Cultures change. Between Hugo’s time and us is the invention of more distractions–TV, computers, Internet–which all jostle for our attention. Stories nowadays have to be snappy; they have to hook fast, and deliver a strong punch at the ending after a narration sufficiently fast-paced that the reader is never bored.
This isn’t maths. The lithmus test of a story is whether it resonates with the person that buys it, and then with the person that reads it. Think of books you’ve hated and that everyone else had seemed to like. Now take that to the next level–and think of all those French movies that just don’t seem to make sense to you, whereas they were huge hits in France.
One thing that seems to come up, pretty frequently, is that stories have to be “good”, and that this, in itself, is enough to guarantee diversity. People don’t have to read blind or to check their biases–and above all, the story has to speak for itself: editors and readers don’t have to be particularly on the lookout for diversity, ie stories from female or non-Western writers have to be “good”, and they will be published.
See, the problem I see with that is that you’re in effect perpetuating a bias. Assuming equal quality of writing, a story about a Hindu woman in New Delhi who worries about whether she’ll get an arranged marriage for her baby daughter is necessarily going to resonate less with you than one that follows a poor American trying to find a job in a recessing economy. It’s human: we empathise more with the things that are closest to us, with the mores that are those of our community. Similarly, if you’re of a certain mindset, you’re going to find stories about a squad fighting aliens more interesting than stories about a man looking for his true self.

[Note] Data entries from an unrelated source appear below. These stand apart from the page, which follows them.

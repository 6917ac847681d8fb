//! Circuit breaker guarding sink calls, built on lock-free atomics

use crate::error::CircuitOpen;
use std::fmt;
use std::sync::atomic::{AtomicU64, AtomicU8, AtomicUsize, Ordering};
use std::sync::Arc;
use std::time::{Duration, Instant};

/// Millisecond timestamps for cooldown bookkeeping; swappable in tests.
type TimeSource = Arc<dyn Fn() -> u64 + Send + Sync>;

const STATE_CLOSED: u8 = 0;
const STATE_OPEN: u8 = 1;
const STATE_HALF_OPEN: u8 = 2;

#[derive(Debug, Clone, Copy, PartialEq, Eq)]
pub enum CircuitState {
    Closed,
    Open,
    HalfOpen,
}

impl CircuitState {
    pub fn as_str(&self) -> &'static str {
        match self {
            Self::Closed => "closed",
            Self::Open => "open",
            Self::HalfOpen => "half_open",
        }
    }

    /// Gauge encoding: closed=0, open=1, half_open=2.
    pub fn as_gauge(&self) -> u8 {
        match self {
            Self::Closed => 0,
            Self::Open => 1,
            Self::HalfOpen => 2,
        }
    }
}

impl fmt::Display for CircuitState {
    fn fmt(&self, f: &mut fmt::Formatter<'_>) -> fmt::Result {
        f.write_str(self.as_str())
    }
}

struct BreakerState {
    state: AtomicU8,
    consecutive_failures: AtomicUsize,
    opened_at_millis: AtomicU64,
}

/// Three-state fault isolator.
///
/// `closed` admits everything; `failure_threshold` consecutive failures open
/// the circuit; after the cooldown a single trial call is admitted, and its
/// outcome either closes or re-opens the circuit. `half_open` means exactly
/// one trial is outstanding: admission is winning the open-to-half-open CAS,
/// so concurrent callers are refused until the trial records its result.
#[derive(Clone)]
pub struct CircuitBreaker {
    state: Arc<BreakerState>,
    failure_threshold: usize,
    cooldown: Duration,
    now_millis: TimeSource,
}

impl fmt::Debug for CircuitBreaker {
    fn fmt(&self, f: &mut fmt::Formatter<'_>) -> fmt::Result {
        f.debug_struct("CircuitBreaker")
            .field("state", &self.state())
            .field("failure_threshold", &self.failure_threshold)
            .field("cooldown", &self.cooldown)
            .finish()
    }
}

impl CircuitBreaker {
    pub fn new(failure_threshold: usize, cooldown: Duration) -> Self {
        let epoch = Instant::now();
        Self {
            state: Arc::new(BreakerState {
                state: AtomicU8::new(STATE_CLOSED),
                consecutive_failures: AtomicUsize::new(0),
                opened_at_millis: AtomicU64::new(0),
            }),
            failure_threshold,
            cooldown,
            now_millis: Arc::new(move || epoch.elapsed().as_millis() as u64),
        }
    }

    /// Replace the monotonic time source (useful for deterministic tests).
    pub fn with_time_source<F>(mut self, now_millis: F) -> Self
    where
        F: Fn() -> u64 + Send + Sync + 'static,
    {
        self.now_millis = Arc::new(now_millis);
        self
    }

    /// Ask for admission before calling the sink.
    ///
    /// Returns `Err(CircuitOpen)` while the circuit is open and cooling down,
    /// and for every caller but the single trial while half-open.
    pub fn before_call(&self) -> Result<(), CircuitOpen> {
        loop {
            match self.state.state.load(Ordering::Acquire) {
                STATE_CLOSED => return Ok(()),
                STATE_OPEN => {
                    let opened_at = self.state.opened_at_millis.load(Ordering::Acquire);
                    let elapsed = (self.now_millis)().saturating_sub(opened_at);
                    if elapsed < self.cooldown.as_millis() as u64 {
                        return Err(self.refusal());
                    }
                    match self.state.state.compare_exchange(
                        STATE_OPEN,
                        STATE_HALF_OPEN,
                        Ordering::AcqRel,
                        Ordering::Acquire,
                    ) {
                        Ok(_) => {
                            // Winning the CAS is the trial admission.
                            tracing::info!("circuit breaker: half-open, admitting trial call");
                            return Ok(());
                        }
                        // Someone else transitioned first; re-read the state.
                        Err(_) => continue,
                    }
                }
                // A trial is outstanding.
                STATE_HALF_OPEN => return Err(self.refusal()),
                _ => unreachable!("invalid circuit breaker state"),
            }
        }
    }

    /// Record a successful sink call.
    pub fn record_success(&self) {
        match self.state.state.load(Ordering::Acquire) {
            STATE_HALF_OPEN => {
                if self
                    .state
                    .state
                    .compare_exchange(
                        STATE_HALF_OPEN,
                        STATE_CLOSED,
                        Ordering::AcqRel,
                        Ordering::Acquire,
                    )
                    .is_ok()
                {
                    self.state.consecutive_failures.store(0, Ordering::Release);
                    self.state.opened_at_millis.store(0, Ordering::Release);
                    tracing::info!("circuit breaker: trial succeeded, closed");
                }
            }
            STATE_CLOSED => {
                self.state.consecutive_failures.store(0, Ordering::Release);
            }
            _ => {}
        }
    }

    /// Record a failed sink call.
    pub fn record_failure(&self) {
        let failures = self.state.consecutive_failures.fetch_add(1, Ordering::AcqRel) + 1;
        match self.state.state.load(Ordering::Acquire) {
            STATE_HALF_OPEN => {
                if self
                    .state
                    .state
                    .compare_exchange(
                        STATE_HALF_OPEN,
                        STATE_OPEN,
                        Ordering::AcqRel,
                        Ordering::Acquire,
                    )
                    .is_ok()
                {
                    self.stamp_opened();
                    tracing::warn!(failures, "circuit breaker: trial failed, open");
                }
            }
            STATE_CLOSED => {
                if failures >= self.failure_threshold
                    && self
                        .state
                        .state
                        .compare_exchange(
                            STATE_CLOSED,
                            STATE_OPEN,
                            Ordering::AcqRel,
                            Ordering::Acquire,
                        )
                        .is_ok()
                {
                    self.stamp_opened();
                    tracing::error!(
                        failures,
                        threshold = self.failure_threshold,
                        "circuit breaker: open"
                    );
                }
            }
            _ => {}
        }
    }

    pub fn state(&self) -> CircuitState {
        match self.state.state.load(Ordering::Acquire) {
            STATE_CLOSED => CircuitState::Closed,
            STATE_OPEN => CircuitState::Open,
            STATE_HALF_OPEN => CircuitState::HalfOpen,
            _ => unreachable!("invalid circuit breaker state"),
        }
    }

    pub fn consecutive_failures(&self) -> usize {
        self.state.consecutive_failures.load(Ordering::Acquire)
    }

    fn stamp_opened(&self) {
        self.state.opened_at_millis.store((self.now_millis)(), Ordering::Release);
    }

    fn refusal(&self) -> CircuitOpen {
        CircuitOpen { consecutive_failures: self.consecutive_failures() }
    }
}

#[cfg(test)]
mod tests {
    use super::*;
    use std::sync::atomic::AtomicU64;

    /// Hand-cranked time: advance by bumping the returned counter.
    fn manual_time(breaker: CircuitBreaker) -> (CircuitBreaker, Arc<AtomicU64>) {
        let now = Arc::new(AtomicU64::new(0));
        let ticks = now.clone();
        (breaker.with_time_source(move || ticks.load(Ordering::SeqCst)), now)
    }

    #[test]
    fn starts_closed_and_admits() {
        let breaker = CircuitBreaker::new(3, Duration::from_secs(60));
        assert_eq!(breaker.state(), CircuitState::Closed);
        assert!(breaker.before_call().is_ok());
    }

    #[test]
    fn opens_after_threshold_consecutive_failures() {
        let breaker = CircuitBreaker::new(3, Duration::from_secs(60));
        for _ in 0..2 {
            breaker.before_call().expect("closed");
            breaker.record_failure();
        }
        assert_eq!(breaker.state(), CircuitState::Closed);

        breaker.before_call().expect("still closed");
        breaker.record_failure();
        assert_eq!(breaker.state(), CircuitState::Open);

        let refused = breaker.before_call().unwrap_err();
        assert_eq!(refused.consecutive_failures, 3);
    }

    #[test]
    fn success_resets_failure_count_in_closed() {
        let breaker = CircuitBreaker::new(3, Duration::from_secs(60));
        breaker.record_failure();
        breaker.record_failure();
        breaker.record_success();
        assert_eq!(breaker.consecutive_failures(), 0);

        breaker.record_failure();
        breaker.record_failure();
        assert_eq!(breaker.state(), CircuitState::Closed);
    }

    #[test]
    fn half_open_after_cooldown_admits_single_trial() {
        let (breaker, now) = manual_time(CircuitBreaker::new(1, Duration::from_millis(100)));

        breaker.record_failure();
        assert_eq!(breaker.state(), CircuitState::Open);
        assert!(breaker.before_call().is_err());

        now.fetch_add(150, Ordering::SeqCst);

        // First caller after the cooldown wins the trial.
        assert!(breaker.before_call().is_ok());
        assert_eq!(breaker.state(), CircuitState::HalfOpen);
        // Concurrent callers are refused until the trial resolves.
        assert!(breaker.before_call().is_err());
        assert!(breaker.before_call().is_err());
    }

    #[test]
    fn trial_success_closes_circuit() {
        let (breaker, now) = manual_time(CircuitBreaker::new(1, Duration::from_millis(100)));

        breaker.record_failure();
        now.fetch_add(150, Ordering::SeqCst);
        breaker.before_call().expect("trial admitted");
        breaker.record_success();

        assert_eq!(breaker.state(), CircuitState::Closed);
        assert_eq!(breaker.consecutive_failures(), 0);
        assert!(breaker.before_call().is_ok());
    }

    #[test]
    fn trial_failure_reopens_and_restarts_cooldown() {
        let (breaker, now) = manual_time(CircuitBreaker::new(1, Duration::from_millis(100)));

        breaker.record_failure();
        now.fetch_add(150, Ordering::SeqCst);
        breaker.before_call().expect("trial admitted");
        breaker.record_failure();

        assert_eq!(breaker.state(), CircuitState::Open);
        // Cooldown restarted at the trial failure, so still refused.
        assert!(breaker.before_call().is_err());

        now.fetch_add(150, Ordering::SeqCst);
        assert!(breaker.before_call().is_ok());
        breaker.record_success();
        assert_eq!(breaker.state(), CircuitState::Closed);
    }

    #[test]
    fn reclosed_circuit_allows_new_trial_window() {
        let (breaker, now) = manual_time(CircuitBreaker::new(2, Duration::from_millis(50)));

        breaker.record_failure();
        breaker.record_failure();
        assert_eq!(breaker.state(), CircuitState::Open);

        now.fetch_add(60, Ordering::SeqCst);
        breaker.before_call().expect("first trial");
        breaker.record_success();

        // A fresh failure cluster must again need the full threshold.
        breaker.record_failure();
        assert_eq!(breaker.state(), CircuitState::Closed);
        breaker.record_failure();
        assert_eq!(breaker.state(), CircuitState::Open);
    }

    #[test]
    fn gauge_encoding_is_stable() {
        assert_eq!(CircuitState::Closed.as_gauge(), 0);
        assert_eq!(CircuitState::Open.as_gauge(), 1);
        assert_eq!(CircuitState::HalfOpen.as_gauge(), 2);
        assert_eq!(CircuitState::HalfOpen.to_string(), "half_open");
    }
}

As I said above: not everyone is the same. Not everyone has the same tastes. Editors take the stories they like, and I don’t mind–if I don’t like what a particular editor publishes, I’m free to walk away without having bought the magazine or the book.
What I don’t like is the fallacy that stories are selected just because they were “good”. They aren’t. They are selected because they are good for those editors. And that, by necessity, includes a bias.
There’s much more diversity in SF today that there was thirty years ago. Yet, much of it still seems to remain the preserve of Europeans–and sometimes I do get the feeling that much of it is targeted specifically at Americans. I’m not American. Stories set in the Midwest or in New York do not speak to me more than stories set in the South African veld.
I know that publishing houses and magazines have to sell and that they have their audience, and that what they publish needs to resonate with their readers. But please, please, can we stop pretending that good stories are good stories no matter who writes them and what they are about?